Betrachtet man besonders den Schmuck, so erkennt man, dass gewisse Formen und Verzierungen nur im Gebiet der Alemannen, andere nur im Gebiet der Burgundionen vorkommen. Besonders interessant ist in dieser Beziehung ein Vergleich der Funde des Kantons Solothurn. Unter den 146 mit Beigaben versehenen Gräbern von Oberbuchsiten findet sich kaum eine jener breiten Gürtelplaquen, wie sie z. B. aus Grenchen bekannt sind. Während die silbertauschierten Gurtschnallen von Oberbuchsiten oder Seengen derart erstellt wurden, dass man Silberfäden in den Eisengrund presste, sehen diejenigen vom Weissbühl (Bern) aus, als hätte man aus dem Silberbelag der Eisenschnalle die Ornamente herausgeschnitten. Nimmt man aber die Funde aus den Langobardengräbern, etwa von Castione (Tessin), zum Vergleich, so erkennt man leicht, dass bei Alemannen und Burgundionen die Bandverschlingungen noch in später Zeit deutlich sichtbar sind, während bei den Langobarden all das in Fragmente zerstückelt erscheint. In burgundischen Grabstätten bewundern wir die Darstellungen aus der Bibel, z. B. Daniel in der Löwengrube; in den Frankengräbern erscheint die Lieblingswaffe der Franken, die Wurfaxt oder Franziska. So zeigt sich überall die Mannigfaltigkeit in der Einheit.

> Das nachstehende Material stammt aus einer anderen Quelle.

//! The group book: participants and expenses of one shared-expense group.
//!
//! Balances, plans and legs are derived on demand from the full expense
//! history and never stored. An expense is only accepted if the history
//! including it still has representable balances.

use serde::{Deserialize, Serialize};
use tempopilot_types::{
    Expense, ExpenseId, MinorUnits, Participant, ParticipantId, Result, SettlementLeg,
    TempoPilotError, Transfer,
};

use crate::{Balances, compute_balances, settlement_plan};

/// Participants and expenses of one group, in the order they were added.
#[derive(Debug, Clone, Default, Serialize, Deserialize)]
pub struct Ledger {
    participants: Vec<Participant>,
    expenses: Vec<Expense>,
}

impl Ledger {
    #[must_use]
    pub fn new() -> Self {
        Self::default()
    }

    /// Add a participant. Name and identifier are required.
    pub fn add_participant(&mut self, name: &str, identifier: &str) -> Result<ParticipantId> {
        let participant = Participant::new(name, identifier)?;
        let id = participant.id;
        tracing::debug!(participant = %id, name = %participant.name, "Participant added");
        self.participants.push(participant);
        Ok(id)
    }

    /// Record an expense paid by `payer` and shared by `shared_by`.
    ///
    /// # Errors
    /// - `UnknownParticipant` if the payer or any sharer is not in the group
    /// - validation errors from [`Expense::new`]
    /// - `AmountOverflow` if a balance would leave the representable range
    pub fn add_expense(
        &mut self,
        description: &str,
        amount_minor_units: MinorUnits,
        payer: ParticipantId,
        shared_by: &[ParticipantId],
    ) -> Result<ExpenseId> {
        if let Some(unknown) = std::iter::once(&payer)
            .chain(shared_by)
            .find(|id| self.participant(id).is_none())
        {
            return Err(TempoPilotError::UnknownParticipant(*unknown));
        }

        let expense = Expense::new(description, amount_minor_units, payer, shared_by)?;
        let id = expense.id;
        self.expenses.push(expense);
        if let Err(err) = self.balances() {
            self.expenses.pop();
            tracing::warn!(amount = amount_minor_units, error = %err, "Expense rejected");
            return Err(err);
        }
        tracing::debug!(
            expense = %id,
            amount = amount_minor_units,
            payer = %payer,
            shared_by = shared_by.len(),
            "Expense recorded"
        );
        Ok(id)
    }

    /// Drop a participant from the group.
    ///
    /// # Errors
    /// - `UnknownParticipant` if `id` is not in the group
    /// - `ParticipantInUse` if any expense names the participant as payer or
    ///   sharer (there is no cascading delete)
    pub fn remove_participant(&mut self, id: &ParticipantId) -> Result<Participant> {
        let position = self
            .participants
            .iter()
            .position(|p| p.id == *id)
            .ok_or(TempoPilotError::UnknownParticipant(*id))?;
        let referenced = self
            .expenses
            .iter()
            .any(|e| e.payer_id == *id || e.participant_ids.contains(id));
        if referenced {
            return Err(TempoPilotError::ParticipantInUse(*id));
        }
        Ok(self.participants.remove(position))
    }

    #[must_use]
    pub fn participant(&self, id: &ParticipantId) -> Option<&Participant> {
        self.participants.iter().find(|p| p.id == *id)
    }

    #[must_use]
    pub fn participants(&self) -> &[Participant] {
        &self.participants
    }

    #[must_use]
    pub fn expenses(&self) -> &[Expense] {
        &self.expenses
    }

    /// Net balances of the group.
    ///
    /// # Errors
    /// `AmountOverflow` for a deserialized history whose balances do not fit.
    pub fn balances(&self) -> Result<Balances> {
        compute_balances(&self.participants, &self.expenses)
    }

    /// Greedy settlement plan of the current balances.
    ///
    /// # Errors
    /// Propagates `AmountOverflow` from [`Ledger::balances`].
    pub fn settlement_plan(&self) -> Result<Vec<Transfer>> {
        Ok(settlement_plan(&self.balances()?))
    }

    /// The settlement plan resolved to participants, in plan order.
    ///
    /// Every id in the plan belongs to the group because expenses can only
    /// reference existing participants and referenced participants cannot be
    /// removed.
    ///
    /// # Errors
    /// Propagates `AmountOverflow` from [`Ledger::balances`].
    pub fn settlement_legs(&self) -> Result<Vec<SettlementLeg>> {
        Ok(self
            .settlement_plan()?
            .into_iter()
            .filter_map(|t| {
                Some(SettlementLeg {
                    from: self.participant(&t.from)?.clone(),
                    to: self.participant(&t.to)?.clone(),
                    amount_minor_units: t.amount_minor_units,
                })
            })
            .collect())
    }
}

/// Test helpers.
#[cfg(any(test, feature = "test-helpers"))]
impl Ledger {
    /// Demo wallet addresses of the three starter participants.
    pub const DEMO_WALLETS: [&'static str; 3] = [
        "0x031891A61200FedDd622EbACC10734BC90093B2A",
        "0xAcF8dBD0352a9D47135DA146EA5DbEfAD58340C4",
        "0x41A75fc9817AF9F2DB0c0e58C71Bc826339b3Acb",
    ];

    /// Starter group: Ava, Neil and Sam share a 120.00 dinner paid by Ava and
    /// a 45.00 cab paid by Neil.
    pub fn starter() -> Self {
        let mut ledger = Self::new();
        let names = ["Ava", "Neil", "Sam"];
        let ids: Vec<ParticipantId> = names
            .iter()
            .zip(Self::DEMO_WALLETS)
            .map(|(name, wallet)| ledger.add_participant(name, wallet).unwrap())
            .collect();
        ledger.add_expense("Dinner", 12_000, ids[0], &ids).unwrap();
        ledger.add_expense("Cab", 4_500, ids[1], &ids).unwrap();
        ledger
    }
}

In römischer Zeit war das Christentum auch in unser Land gekommen, und die Legenden wissen viel davon zu erzählen, z. B. diejenige über die Niedermetzelung der Thebaischen Legion in Saint Maurice, von Ursus und Viktor in Solothurn, von Felix und Regula in Zürich. Einige Christengemeinden vermochten sich trotz der Wirren der Völkerwanderung zu erhalten, so Genf, Oberwinterthur, Bregenz. Die Burgundionen waren bei ihrer Einwanderung in die Westschweiz bereits Christen, aber sie gehörten zu den Arianern.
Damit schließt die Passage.